Comment faire pour faire taire les rumeurs et les suspicions ?

 

Ce n’est à pas moi de répondre. C’est l’affaire du responsable de la Cour suprême, de la magistrature et du parquet. L’institution est là, c’est à elle de réagir. La justice dans son ensemble doit prendre connaissance de ce qui se passe. S’il y a un sentiment que quelque chose cloche, la justice devrait le ressentir.


La Law Society en bref

 

Bien que le métier d’avoué soit clairement défini et séparé de celui d’avocat depuis 1852, ce n’est qu’en 1977 que la Mauritius Law Society (MLS) voit le jour.

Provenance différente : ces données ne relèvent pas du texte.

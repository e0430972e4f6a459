//! Audio backend error types

use thiserror::Error;

/// Errors that can occur during audio operations
#[derive(Error, Debug)]
pub enum AudioError {
    /// No audio devices available
    #[error("No audio devices found")]
    NoDevices,

    /// Device not found
    #[error("Audio device not found: {0}")]
    DeviceNotFound(String),

    /// Failed to get device configuration
    #[error("Failed to get device config: {0}")]
    ConfigError(String),

    /// Failed to build audio stream
    #[error("Failed to build audio stream: {0}")]
    StreamBuildError(String),

    /// Failed to start/play stream
    #[error("Failed to start audio stream: {0}")]
    StreamPlayError(String),

    /// Unsupported sample format
    #[error("Unsupported sample format: {0}")]
    UnsupportedFormat(String),

    /// The stream owner thread could not be spawned or died
    #[error("Audio stream thread failed: {0}")]
    StreamThread(String),

    /// A full chunk did not arrive within the read deadline
    #[error("Timed out waiting for input chunk")]
    Timeout,

    /// The output ring has no room for a whole chunk
    #[error("Output buffer full, chunk dropped")]
    BufferFull,

    /// The peer side of a stream is gone
    #[error("Audio stream disconnected")]
    Disconnected,
}

/// Result type for audio operations
pub type AudioResult<T> = Result<T, AudioError>;
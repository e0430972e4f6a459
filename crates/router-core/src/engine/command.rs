//! Lock-free command queue from the control path to the engine worker
//!
//! Control operations never touch the engine directly. They push a command
//! into a fixed-size `rtrb` ring, and the worker drains the ring between
//! chunks. A command is therefore applied whole at a chunk boundary, never
//! part-way through a chunk.
//!
//! ```ignore
//! let (mut tx, mut rx) = command_channel(256);
//!
//! // Control path (non-blocking)
//! tx.send(EngineCommand::RemoveDestination { key })?;
//!
//! // Worker, before each chunk
//! engine.process_commands(&mut rx);
//! ```

use basedrop::Owned;

use crate::effect::FilterBand;

use super::engine::DestinationSlot;
use super::mixer::MixMatrix;

/// Engine-side identity of a destination
///
/// Keys are never reused, so a command for a removed destination can never
/// reach one that was added later for the same device.
#[derive(Debug, Clone, Copy, PartialEq, Eq, Hash, PartialOrd, Ord)]
pub struct DestinationKey(pub u64);

/// Commands sent from the control path to the engine worker
pub enum EngineCommand {
    /// Start processing a fully built destination
    ///
    /// The slot owns its output stream and buffers. It is allocated off the
    /// real-time thread and freed on the collector thread after removal.
    AddDestination { slot: Owned<DestinationSlot> },
    /// Stop processing a destination
    RemoveDestination { key: DestinationKey },
    /// Replace a destination's whole mix matrix
    SetMix { key: DestinationKey, matrix: MixMatrix },
    /// Change latency (clears the delay line when the value changes)
    SetLatency { key: DestinationKey, latency_ms: f32 },
    /// Enable the filter with a band, or disable it with `None`
    SetFilter {
        key: DestinationKey,
        band: Option<FilterBand>,
    },
}

/// Producer half of the command queue, held by the control path
pub struct CommandSender {
    producer: rtrb::Producer<EngineCommand>,
}

impl CommandSender {
    /// Queue a command without blocking
    ///
    /// Returns the command back when the queue is full.
    pub fn send(&mut self, cmd: EngineCommand) -> Result<(), EngineCommand> {
        self.producer.push(cmd).map_err(|e| match e {
            rtrb::PushError::Full(value) => value,
        })
    }

    /// Free command slots
    pub fn capacity_left(&self) -> usize {
        self.producer.slots()
    }
}

/// Create a command queue holding up to `capacity` pending commands
pub fn command_channel(capacity: usize) -> (CommandSender, rtrb::Consumer<EngineCommand>) {
    let (producer, consumer) = rtrb::RingBuffer::new(capacity.max(1));
    (CommandSender { producer }, consumer)
}
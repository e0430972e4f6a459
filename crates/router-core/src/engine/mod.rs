//! Audio engine - mixing, latency alignment, metering and the worker loop
//!
//! - MixMatrix: sparse per-bus gain maps for one destination
//! - DelayLine: whole-chunk latency alignment with a fixed-capacity ring
//! - ProcessingEngine: the per-chunk algorithm over all destinations
//! - EngineWorker: the one real-time thread that drives the engine
//!
//! The control path talks to a running engine only through the command
//! queue and reads its state only through the atomics in [`meters`].

mod command;
mod engine;
pub mod gc;
mod latency;
pub mod meters;
mod mixer;
mod worker;

pub use command::*;
pub use engine::*;
pub use latency::*;
pub use meters::{EngineStats, InputMeters, OutputMeters, PeakMeter, StatsSnapshot};
pub use mixer::*;
pub use worker::*;
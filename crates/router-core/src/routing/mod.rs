//! Routing - control path, state store and level push channel
//!
//! [`Router`] is what a control surface drives. It keeps the
//! [`RoutingState`] that outlives each session and mirrors every accepted
//! change into the running engine. [`LevelBroadcaster`] pushes meter values
//! at a fixed cadence.

mod levels;
mod router;
mod state;

pub use levels::LevelBroadcaster;
pub use router::Router;
pub use state::{
    DestinationConfig, DestinationSnapshot, LevelsUpdate, RouterSnapshot, RoutingState,
};
//! Audio I/O boundary of the router
//!
//! The engine never talks to a native audio library directly. It sees:
//! - [`InputSource`]: a blocking-read primitive returning one full chunk
//! - [`OutputSink`]: a non-blocking write of one stereo chunk per call
//! - [`AudioBackend`]: device enumeration and explicit stream open
//!
//! Closing is explicit through ownership: dropping a source or sink closes
//! its native stream.

use crate::types::{InputChunk, StereoSample};

use super::config::{DeviceId, StreamSettings};
use super::error::AudioResult;

/// Whether a device is listed as an input or an output
#[derive(Debug, Clone, Copy, PartialEq, Eq)]
pub enum DeviceDirection {
    Input,
    Output,
}

/// Information about an audio device
#[derive(Debug, Clone, PartialEq)]
pub struct AudioDevice {
    /// Device identifier for configuration (includes host info)
    pub id: DeviceId,
    /// Human-readable device name
    pub name: String,
    /// Host backend name (e.g., "ALSA", "JACK")
    pub host: String,
    /// Whether this is the system default device for its host
    pub is_default: bool,
    /// Maximum channel count in this direction
    pub channels: u16,
    /// Native sample rate (the device's default configuration)
    pub sample_rate: u32,
}

impl std::fmt::Display for AudioDevice {
    fn fmt(&self, f: &mut std::fmt::Formatter<'_>) -> std::fmt::Result {
        write!(
            f,
            "[{}] {} ({} ch, {} Hz{})",
            self.host,
            self.name,
            self.channels,
            self.sample_rate,
            if self.is_default { ", default" } else { "" }
        )
    }
}

/// Source of input chunks
pub trait InputSource: Send {
    /// Fill `chunk` with the next whole chunk of interleaved input
    ///
    /// Waits at most one chunk period. On `Err` nothing was consumed and the
    /// contents of `chunk` are unspecified. Device overruns are never
    /// reported as errors.
    fn read_chunk(&mut self, chunk: &mut InputChunk) -> AudioResult<()>;
}

/// Sink for one destination's stereo output
pub trait OutputSink: Send {
    /// Queue one chunk of stereo frames without blocking
    ///
    /// Returns `Err(AudioError::BufferFull)` when the device is behind; the
    /// chunk is then dropped by the caller.
    fn write_chunk(&mut self, frames: &[StereoSample]) -> AudioResult<()>;
}

/// A native audio library as seen by the router
pub trait AudioBackend: Send + Sync {
    /// Every device that can capture audio, with its maximum channel count
    fn input_devices(&self) -> AudioResult<Vec<AudioDevice>>;

    /// Every device that can play audio, with its maximum channel count
    fn output_devices(&self) -> AudioResult<Vec<AudioDevice>>;

    /// Open and start an input stream
    fn open_input(
        &self,
        id: &DeviceId,
        settings: &StreamSettings,
    ) -> AudioResult<Box<dyn InputSource>>;

    /// Open and start an output stream
    fn open_output(
        &self,
        id: &DeviceId,
        settings: &StreamSettings,
    ) -> AudioResult<Box<dyn OutputSink>>;

    /// Look up one device by id
    ///
    /// An id without a host matches the first device with that name.
    fn find_device(&self, id: &DeviceId, direction: DeviceDirection) -> AudioResult<AudioDevice> {
        let devices = match direction {
            DeviceDirection::Input => self.input_devices()?,
            DeviceDirection::Output => self.output_devices()?,
        };
        devices
            .into_iter()
            .find(|d| d.id == *id || (id.host.is_none() && d.id.name == id.name))
            .ok_or_else(|| super::AudioError::DeviceNotFound(id.to_string()))
    }
}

S a mission n’est pas seulement de défendre et promouvoir l’intérêt de ses membres et de la profession d’avoué, mais aussi d’améliorer l’administration de la justice. Plutôt discrète, elle n’hésite pas à prendre fermement position quand sa crédibilité est mise en cause. Elle compte aujourd’hui 172 membres, tous des avoués en activité, selon l’association. La M LS est habilitée, selon la loi, à prendre des sanctions disciplinaires contre les brebis galeuses de la profession.